Times have not changed in the (literally) thousands of years since this book was written…neither have human inclinations. Everyone is “searching for answers” to use a much quoted phrase from the great film “O Brother, Where Art Thou?” We each are seeking to fill a void found deep within each of us. Some turn to alcohol and drugs, some to sexual investigations, many of us simply try to fill this “God-shaped void” (as one writer has described it) with “stuff”—possessions: cars, houses, job, money. We all try to fill it with something, and this something is usually NOT God. We figure that either we will find the answer to “life” by diverting ourselves to death or by simply filling every moment of time and space with things and activities. The trouble is, THERE IS NO LIFE TO BE FOUND IN THESE THINGS! Possessions and activities ARE NOT LIFE. As a matter of fact, although certainly not evil in and of themselves, “things”, “stuff”, “possessions” can easily distract us from what real life truly is—when they are used to replace true life, instead of being used as the tools that they are.
What IS true life, then?
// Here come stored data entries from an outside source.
//! Raw text clean-up.
//!
//! Scraped result cards arrive as one blob with several facts crammed onto a
//! line ("6:00 PM – 7:15 AM+1 · Air France · Nonstop"). The sanitizer turns
//! that into a list of lines carrying one fact each, drops captions that
//! only confuse the collector, and glues a section header back together
//! with a date that was rendered on the following lines.
//!
//! It never fails: a line it cannot make sense of passes through unchanged.

use std::sync::LazyLock;

use regex::Regex;

use super::rules::{airport_in, classify};
use crate::domain::{TimeToken, TravelDate};

const SEPARATORS: [char; 3] = ['•', '·', '|'];

/// Maximum number of following lines tried when completing a bare header.
const REJOIN_LOOKAHEAD: usize = 3;

static NOISE_RE: LazyLock<Regex> = LazyLock::new(|| {
    Regex::new(
        r"(?i)\b(?:overnight|layover|change planes? in|operated by|self[- ]transfer|seats? left|separate tickets?|emissions|co2e?)\b",
    )
    .expect("static regex must compile")
});

static BARE_HEADER_RE: LazyLock<Regex> = LazyLock::new(|| {
    Regex::new(r"(?i)^(?:departure|depart|return|outbound|inbound|flight\s+\d{1,2})\s*[:\-–—]?$")
        .expect("static regex must compile")
});

static JOINER_RE: LazyLock<Regex> =
    LazyLock::new(|| Regex::new(r"(?i)^\s*(?:-|–|—|to)\s*$").expect("static regex must compile"));

/// Normalise raw itinerary text into one fact per line.
///
/// ```
/// use itinerary_gds::parser::sanitize;
///
/// let lines = sanitize("Depart\nFri, Oct 3\n6:00 pm – 7:15 am+1 · Nonstop\nOperated by KLM");
/// assert_eq!(lines, vec!["Depart Fri, Oct 3", "6:00 pm", "7:15 am+1", "Nonstop"]);
/// ```
pub fn sanitize(text: &str) -> Vec<String> {
    let lines: Vec<String> = text
        .lines()
        .flat_map(split_clauses)
        .filter(|clause| !is_noise(clause))
        .flat_map(split_time_range)
        .collect();
    rejoin_headers(lines)
}

/// Collapse whitespace and split on separator glyphs. Runs of separators
/// produce empty clauses, which are dropped.
fn split_clauses(line: &str) -> Vec<String> {
    let collapsed = line.split_whitespace().collect::<Vec<_>>().join(" ");
    collapsed
        .split(SEPARATORS)
        .map(str::trim)
        .filter(|clause| !clause.is_empty())
        .map(str::to_string)
        .collect()
}

/// Captions with nothing the collector needs. A caption naming an airport
/// is kept for its code.
fn is_noise(clause: &str) -> bool {
    NOISE_RE.is_match(clause) && airport_in(clause).is_none()
}

/// "6:00 pm – 7:15 am+1 (7h 15m)" → "6:00 pm", "7:15 am+1", "(7h 15m)".
fn split_time_range(clause: String) -> Vec<String> {
    let times = TimeToken::find_all(&clause);
    if times.len() < 2 {
        return vec![clause];
    }
    let gaps: Vec<&str> = times
        .windows(2)
        .map(|pair| &clause[pair[0].0.end..pair[1].0.start])
        .collect();
    if !gaps.iter().any(|gap| JOINER_RE.is_match(gap)) {
        return vec![clause];
    }

    let mut out: Vec<String> = times
        .iter()
        .map(|(range, _)| clause[range.clone()].trim().to_string())
        .collect();

    let mut remainder = String::new();
    if let Some((first, _)) = times.first() {
        remainder.push_str(&clause[..first.start]);
    }
    for gap in gaps.iter().filter(|gap| !JOINER_RE.is_match(gap)) {
        remainder.push(' ');
        remainder.push_str(gap);
    }
    if let Some((last, _)) = times.last() {
        remainder.push(' ');
        remainder.push_str(&clause[last.end..]);
    }
    let remainder = remainder.split_whitespace().collect::<Vec<_>>().join(" ");
    let remainder = remainder.trim_matches(|c: char| c.is_whitespace() || "-–—,".contains(c));
    if remainder.chars().any(char::is_alphanumeric) {
        out.push(remainder.to_string());
    }
    out
}

fn rejoin_headers(lines: Vec<String>) -> Vec<String> {
    let mut out = Vec::with_capacity(lines.len());
    let mut i = 0;
    while i < lines.len() {
        let line = &lines[i];
        if BARE_HEADER_RE.is_match(line) {
            if let Some((joined, used)) = rejoin(line, &lines[i + 1..]) {
                out.push(joined);
                i += 1 + used;
                continue;
            }
        }
        out.push(line.clone());
        i += 1;
    }
    out
}

/// Append up to three following lines to a bare header until the appended
/// text reads as a date. Stops at anything that looks like flight data.
fn rejoin(header: &str, rest: &[String]) -> Option<(String, usize)> {
    let header = header.trim_end_matches([':', '-', '–', '—', ' ']);
    let mut combined = header.to_string();
    for (used, next) in rest.iter().take(REJOIN_LOOKAHEAD).enumerate() {
        if TimeToken::find(next).is_some()
            || airport_in(next).is_some()
            || classify(next).is_boundary()
        {
            return None;
        }
        combined.push(' ');
        combined.push_str(next);
        if TravelDate::parse_exact(&combined[header.len()..]).is_some() {
            return Some((combined, used + 1));
        }
    }
    None
}

#[cfg(test)]
mod tests {
    use super::*;

    #[test]
    fn collapses_whitespace_and_separator_runs() {
        assert_eq!(
            sanitize("  Air\u{a0}France   7 ••  Nonstop || "),
            vec!["Air France 7", "Nonstop"]
        );
    }

    #[test]
    fn drops_noise_without_airport() {
        let text = "Overnight flight\nLong layover\n1 hr 35 min layover\nOperated by KLM\n3 seats left at this price";
        assert!(sanitize(text).is_empty());
    }

    #[test]
    fn keeps_noise_with_airport() {
        assert_eq!(
            sanitize("Change planes in Paris (CDG)"),
            vec!["Change planes in Paris (CDG)"]
        );
    }

    #[test]
    fn splits_time_range_with_remainder() {
        assert_eq!(
            sanitize("6:00 PM – 7:15 AM+1 (JFK–CDG)"),
            vec!["6:00 PM", "7:15 AM+1", "(JFK–CDG)"]
        );
        assert_eq!(sanitize("18:00 to 07:15"), vec!["18:00", "07:15"]);
    }

    #[test]
    fn leaves_unjoined_times_alone() {
        assert_eq!(
            sanitize("Departs 6:00 pm, arrives 7:15 am"),
            vec!["Departs 6:00 pm, arrives 7:15 am"]
        );
    }

    #[test]
    fn rejoins_header_with_split_date() {
        assert_eq!(
            sanitize("Return\nSat,\nOct 11\n11:30 pm"),
            vec!["Return Sat, Oct 11", "11:30 pm"]
        );
        assert_eq!(sanitize("Flight 2:\nOct 5"), vec!["Flight 2 Oct 5"]);
    }

    #[test]
    fn rejoin_stops_at_flight_data() {
        assert_eq!(
            sanitize("Depart\n6:00 pm\nOct 3"),
            vec!["Depart", "6:00 pm", "Oct 3"]
        );
        assert_eq!(
            sanitize("Depart\nAir France 7\nNew York (JFK)"),
            vec!["Depart", "Air France 7", "New York (JFK)"]
        );
    }

    #[test]
    fn rejoin_gives_up_after_lookahead() {
        let text = "Depart\nSome\ncaption\ntext\nOct 3";
        assert_eq!(sanitize(text), vec!["Depart", "Some", "caption", "text", "Oct 3"]);
    }
}

#[cfg(test)]
mod proptests {
    use super::*;
    use proptest::prelude::*;

    const FRAGMENTS: &[&str] = &[
        "Depart",
        "Return",
        "Flight 2",
        "Fri,",
        "Oct 3",
        "Sat, Oct 4 · 11:30 pm",
        "6:00 pm – 7:15 am+1",
        "Air France 7",
        "Paris (CDG)",
        "Operated by KLM",
        "Change planes in Rome (FCO)",
        "Economy (Y)",
        "7h 15m",
        "•  | ·",
        "",
    ];

    fn itinerary_text() -> impl Strategy<Value = String> {
        prop::collection::vec(prop::sample::select(FRAGMENTS), 0..20).prop_map(|v| v.join("\n"))
    }

    proptest! {
        #[test]
        fn output_lines_are_atomic(text in itinerary_text()) {
            for line in sanitize(&text) {
                prop_assert!(!line.is_empty());
                prop_assert_eq!(line.trim(), line.as_str());
                prop_assert!(!line.contains(SEPARATORS));
                prop_assert!(TimeToken::find_all(&line).len() <= 1);
            }
        }

        #[test]
        fn sanitize_is_idempotent(text in itinerary_text()) {
            let once = sanitize(&text);
            let twice = sanitize(&once.join("\n"));
            prop_assert_eq!(once, twice);
        }

        #[test]
        fn never_panics_on_arbitrary_text(text in ".{0,200}") {
            let _ = sanitize(&text);
        }
    }
}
What IS the purpose of life? Among the “preacher’s” last words in Ecclesiastes are these: “Fear God, and keep his commandments; for this is the whole duty of man.” Jesus puts it this way, “But seek first [the] kingdom [of God] and his righteousness, and all these things shall be yours as well” (Mt. 6:33). [The ‘all these things’ are our needs, which God surely knows.] SEEK FIRST THE KINGDOM OF GOD. As Christians, our task—as Fr. Schmemann has so beautifully put it—is to “transform the smallest, seemingly most insignificant detail of the routine drudgery of everyday existence in this fallen world into paradise.” We must ask ourselves at every turn, at the beginning of every action, every event, “Does this draw me closer to God or by doing this do I push myself away from Him?” Besides the words, “Forgive me, Lord!” or “Have mercy upon me, O Lord!” this is the beginning of seeking first the Kingdom of God. God help each one of us to meet Him each morning when we wake, each evening as we lay our heads on our pillows, and at every moment in between so that we may truly seek first HIS KINGDOM and HIS RIGHTEOUSNESS!